Looks good so far.
Photoshop/Illustrator has a feature called "outline stroke" which I've always used for stuff like this. I'd make an object, then set a "stroke-outside" as large as I wanted, then use the "outline stroke" function to turn the stroke into an object (strokes don't scale, which can be both good or bad depending on the context) and then do an merge.
Don't know how to do that in Inkscape or Gimp...

Yup. That's why you save as a photoshop document and save to png right before going to the printers.
FWIW, I tend to save as TIFF, rather than PNG:
1. because TIFF files can store a variety of Photoshop layers
2. because they can contain CMYK and LAB color data, unlike PNG, which doesn't (or at least hasn't for most of my career... things change, I dunno) If I'm going to print I usually convert my images to work in CMYK colorspace while I'm creating them so that I can get a better on-screen representation of the final color output.

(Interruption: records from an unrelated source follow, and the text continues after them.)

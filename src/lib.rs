//! Countdown
//!
//! The Countdown word and numbers game: Letters, Numbers and Conundrum rounds,
//! their solvers, bilingual word lists and a terminal front end.
//!
//! # Quick Start
//!
//! ```rust,no_run
//! use countdown::solver::{evaluate, find_solution};
//!
//! // Search for an exact solution
//! let solution = find_solution(&[100, 75, 3, 6, 2, 1], 318).unwrap();
//! println!("{solution}");
//!
//! // Score a player's answer
//! assert_eq!(evaluate("(75 - 3) x [6 + 2]").unwrap(), 576);
//! ```

// Core domain types
pub mod core;

// Solving algorithms
pub mod solver;

// Word lists
pub mod wordlists;

// Word validation
pub mod dictionary;

// Round state machines
pub mod round;

// High scores and settings
pub mod storage;

// Audio cues
pub mod sound;

// Word list cleanup
pub mod curation;

// Command implementations
pub mod commands;

// Terminal output formatting
pub mod output;

// Interactive TUI interface
pub mod interactive;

RGB has a wider color spectrum than CMYK, so images stored in RGB look brighter than can actually be produced with ink.
3. also I tend to work in 16 bit color... which for most people is probably irrelevant, but useful when doing multiple edits to an image with smooth gradients to keep them from looking banded from all the abuse.
For most folks I don't think it makes a hell of a lot of difference. Still sometimes useful to know. PNG is smaller (usually) so I like it for that.